Why the yen is not worth
Within one year after the surrender in World War II, domestic prices have skyrocketed, almost 40 to 50 times what they were before the war. The authorities had no choice but to recycle the old coins and issue new large-value banknotes at the same time. The development of a country has nothing to do with the value of the currency. Japan has experienced severe inflation since World War II, and the new currency has not replaced the old currency after the exchange rate stabilized. Japan’s monetary policy such as low interest rates on loans and deposits is conducive to promoting exports.

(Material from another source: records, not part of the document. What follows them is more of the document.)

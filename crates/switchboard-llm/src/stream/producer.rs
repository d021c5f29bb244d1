use futures_util::StreamExt;
use tokio::sync::mpsc;
use tokio_util::sync::CancellationToken;

use super::{ChunkStream, StreamMachine, VendorEventStream};
use crate::error::LlmError;
use crate::types::ChatChunk;

type Item = Result<ChatChunk, LlmError>;

/// Drive `events` through `machine` on a background task
///
/// Chunks travel through a channel holding at most `capacity` items. The
/// returned stream owns a drop guard on `cancel`: dropping it, or cancelling
/// the token elsewhere, stops the producer and releases the vendor
/// connection. Once cancellation is observed no further item is yielded.
pub fn spawn_chunk_stream(
    events: VendorEventStream,
    machine: StreamMachine,
    cancel: CancellationToken,
    capacity: usize,
) -> ChunkStream {
    let (tx, rx) = mpsc::channel(capacity.max(1));

    tokio::spawn(produce(events, machine, tx, cancel.clone()));

    let guard = cancel.clone().drop_guard();
    Box::pin(futures_util::stream::unfold(
        (rx, cancel, guard),
        |(mut rx, cancel, guard)| async move {
            if cancel.is_cancelled() {
                return None;
            }

            tokio::select! {
                biased;
                () = cancel.cancelled() => None,
                item = rx.recv() => item.map(|item| (item, (rx, cancel, guard))),
            }
        },
    ))
}

/// A stream that ends immediately
pub fn empty() -> ChunkStream {
    Box::pin(futures_util::stream::empty())
}

async fn produce(
    mut events: VendorEventStream,
    mut machine: StreamMachine,
    tx: mpsc::Sender<Item>,
    cancel: CancellationToken,
) {
    loop {
        let next = tokio::select! {
            biased;
            () = cancel.cancelled() => {
                tracing::debug!(state = ?machine.state(), "stream cancelled");
                return;
            }
            next = events.next() => next,
        };

        let (result, closed) = match next {
            Some(Ok(event)) => (machine.on_event(event), false),
            Some(Err(e)) => (Err(e), true),
            None => (machine.on_close(), true),
        };

        match result {
            Ok(chunks) => {
                for chunk in chunks {
                    if !send(&tx, &cancel, Ok(chunk)).await {
                        return;
                    }
                }
            }
            Err(e) => {
                tracing::warn!(error = %e, "stream terminated with error");
                send(&tx, &cancel, Err(e)).await;
                return;
            }
        }

        if closed || machine.is_terminal() {
            return;
        }
    }
}

/// Returns `false` when the consumer is gone or the stream was cancelled
async fn send(tx: &mpsc::Sender<Item>, cancel: &CancellationToken, item: Item) -> bool {
    tokio::select! {
        biased;
        () = cancel.cancelled() => false,
        sent = tx.send(item) => sent.is_ok(),
    }
}
//! Test server wrapper that starts Switchboard on a random port

use std::net::SocketAddr;

use switchboard_config::{Config, Credentials};
use switchboard_server::Server;
use tokio_util::sync::CancellationToken;

/// A running test server instance
pub struct TestServer {
    addr: SocketAddr,
    shutdown: CancellationToken,
    client: reqwest::Client,
}

impl TestServer {
    /// Start a test server with the given configuration
    ///
    /// Credentials come from the config table only, so vendor keys in the
    /// developer's environment cannot leak into a test.
    pub async fn start(config: Config) -> anyhow::Result<Self> {
        let credentials = Credentials::default().overlay(&config.credentials);
        let server = Server::with_credentials(&config, credentials)?;
        let shutdown = CancellationToken::new();
        let shutdown_clone = shutdown.clone();

        // Bind the listener here so we know the actual port
        let listener = tokio::net::TcpListener::bind("127.0.0.1:0").await?;
        let addr = listener.local_addr()?;

        tokio::spawn(async move {
            axum::serve(listener, server.into_router())
                .with_graceful_shutdown(async move {
                    shutdown_clone.cancelled().await;
                })
                .await
                .ok();
        });

        Ok(Self {
            addr,
            shutdown,
            client: reqwest::Client::new(),
        })
    }

    /// Absolute URL for `path` on the running server
    pub fn url(&self, path: &str) -> String {
        format!("http://{}{path}", self.addr)
    }

    /// Authorized `POST /v1/chat/completions`
    pub async fn chat(&self, body: &serde_json::Value) -> reqwest::Response {
        self.client
            .post(self.url("/v1/chat/completions"))
            .bearer_auth(super::API_KEY)
            .json(body)
            .send()
            .await
            .expect("request reaches the test server")
    }

    /// Authorized `GET /v1/models`
    pub async fn models(&self) -> serde_json::Value {
        self.client
            .get(self.url("/v1/models"))
            .bearer_auth(super::API_KEY)
            .send()
            .await
            .expect("request reaches the test server")
            .json()
            .await
            .expect("model list is JSON")
    }

    /// URL on the Ollama-compatible surface, keyed with the shared secret
    pub fn ollama_url(&self, path: &str) -> String {
        self.url(&format!("/ollama/{}/v1{path}", super::API_KEY))
    }

    /// `POST /api/chat` on the Ollama-compatible surface
    pub async fn ollama_chat(&self, body: &serde_json::Value) -> reqwest::Response {
        self.client
            .post(self.ollama_url("/api/chat"))
            .json(body)
            .send()
            .await
            .expect("request reaches the test server")
    }

    /// Get a reference to the HTTP client
    pub fn client(&self) -> &reqwest::Client {
        &self.client
    }
}

impl Drop for TestServer {
    fn drop(&mut self) {
        self.shutdown.cancel();
    }
}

Yen’s lending interest rate is very low, and the deposit interest rate is zero all year round, and even negative interest rates have occurred. This is Japan’s monetary policy to encourage its own exports. It is characterized by cheap money (zero short-term interest rate policy) and easy money (ie, “quantitative easing” policy). From a financial point of view, indeed, the more stable the currency value, the smaller the number on the currency. In fact, a certain angle represents the financial security and stability of a country.

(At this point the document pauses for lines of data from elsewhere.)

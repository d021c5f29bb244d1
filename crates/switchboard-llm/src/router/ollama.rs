//! Ollama-compatible chat and tag endpoints
//!
//! Ollama clients cannot send a bearer header, so the shared secret is the
//! `{api_key}` path segment. Checking it is left to the caller, which wraps
//! [`ollama_router`] in a route layer.

use std::convert::Infallible;

use axum::body::{Body, Bytes};
use axum::extract::State;
use axum::extract::rejection::JsonRejection;
use axum::http::header;
use axum::response::{IntoResponse, Response};
use axum::{Json, Router, routing};
use futures_util::{Stream, StreamExt, stream};
use switchboard_core::HttpError;
use tokio_util::sync::CancellationToken;

use super::{LlmState, configured_models, error_response, route_chat};
use crate::convert::ollama::{self as convert, OllamaLines};
use crate::stream::ChunkStream;
use crate::types::ChatRequest;

/// Content type of streamed `/api/chat` replies
const NDJSON: &str = "application/x-ndjson";

/// Build the Ollama router, rooted at `/ollama/{api_key}/v1`
pub fn ollama_router(state: LlmState) -> Router {
    Router::new()
        .route("/ollama/{api_key}/v1", routing::get(liveness))
        .route("/ollama/{api_key}/v1/", routing::get(liveness))
        .route("/ollama/{api_key}/v1/api/chat", routing::post(chat))
        .route("/ollama/{api_key}/v1/api/tags", routing::get(tags))
        .with_state(state)
}

/// Liveness text Ollama clients look for
async fn liveness() -> &'static str {
    "Ollama is running"
}

/// Handle `POST /api/chat`
async fn chat(State(state): State<LlmState>, body: Result<Json<ChatRequest>, JsonRejection>) -> Response {
    let (mut request, adapter) = match route_chat(&state, body) {
        Ok(routed) => routed,
        Err(e) => return error_response(&e),
    };
    // `options`, `keep_alive` and friends mean nothing to the vendors
    request.extra.clear();

    if request.stream {
        match adapter.stream(&request, CancellationToken::new()).await {
            Ok(chunks) => ([(header::CONTENT_TYPE, NDJSON)], Body::from_stream(ndjson_lines(chunks))).into_response(),
            Err(e) => error_response(&e),
        }
    } else {
        match adapter.invoke(&request).await {
            Ok(response) => Json(convert::response(response)).into_response(),
            Err(e) => error_response(&e),
        }
    }
}

/// Handle `GET /api/tags`
async fn tags(State(state): State<LlmState>) -> Response {
    Json(convert::models(configured_models(&state))).into_response()
}

/// One JSON object per line
///
/// A terminal error becomes a final `{"error": ...}` line. Dropping the
/// body drops `chunks`, which cancels the vendor stream.
fn ndjson_lines(chunks: ChunkStream) -> impl Stream<Item = Result<Bytes, Infallible>> {
    stream::unfold(Some((chunks, OllamaLines::new())), |state| async move {
        let (mut chunks, mut lines) = state?;
        loop {
            match chunks.next().await {
                Some(Ok(chunk)) => {
                    let batch = lines.push(chunk);
                    if !batch.is_empty() {
                        return Some((encode(&batch), Some((chunks, lines))));
                    }
                }
                Some(Err(e)) => {
                    tracing::warn!(error = %e, status = %e.status_code(), "ollama stream failed after headers were sent");
                    return Some((encode(&[e.to_body()]), None));
                }
                None => return lines.finish().map(|last| (encode(&[last]), None)),
            }
        }
    })
    .map(Ok)
}

fn encode<T: serde::Serialize>(items: &[T]) -> Bytes {
    let mut buf = Vec::new();
    for item in items {
        // Serializing these plain structs cannot fail
        if serde_json::to_writer(&mut buf, item).is_ok() {
            buf.push(b'\n');
        }
    }
    Bytes::from(buf)
}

The Japanese economy collapsed during the financial crisis in the late 1970s. The Japanese government used currency devaluation to curb inflation. Japan is an export-oriented country, and currency devaluation is beneficial to the country’s economy, although Japanese exporters have gradually adapted to high currency values. Pressure, but this is not good for Japan’s economy.
The Japanese currency unit “Yen” (yen) was established on June 27, 1871 (May 10, Meiji 4) to replace the quaternary two cents of gold at that time. In the same year, the Meiji government issued the “New Currency Ordinance”, stipulating that the new currency adopts the gold standard, with the unit of yuan, the value of one day is equivalent to 1500 milligrams of pure gold, and there is a currency unit of money and centi, which can be exchanged for one day.
According to research evidence, the word “yen” is from Hong Kong, because the local area first changed the silver circle from an adjective to a quantifier, and engraved the four characters “Hong Kong One Yuan” on local silver dollars. This change spread from Hong Kong to Japan and became the name of the local currency.
In 1984, the head of the 10,000 yen banknote was changed from Prince Shotoku to Yukichi Fukuzawa. Fukuzawa Yukichi is a famous enlightenment thinker in modern Japan, an outstanding educator in the Meiji period, and the founder of Keio University, a famous private university in Japan. He has been engaged in educational activities throughout his life and formed an educational thought full of enlightenment, which played a huge role in spreading the development of Western capitalist civilization and Japanese capitalism. Great hero”.
The currency issuing bank in Japan is the Bank of Japan, the central bank of Japan. The banknotes issued by the Bank of Japan have denominations of 10,000, 5,000, 2,000, and 1,000 yen, as well as 500, 100, 50, 10, 5, and 1 yen coins.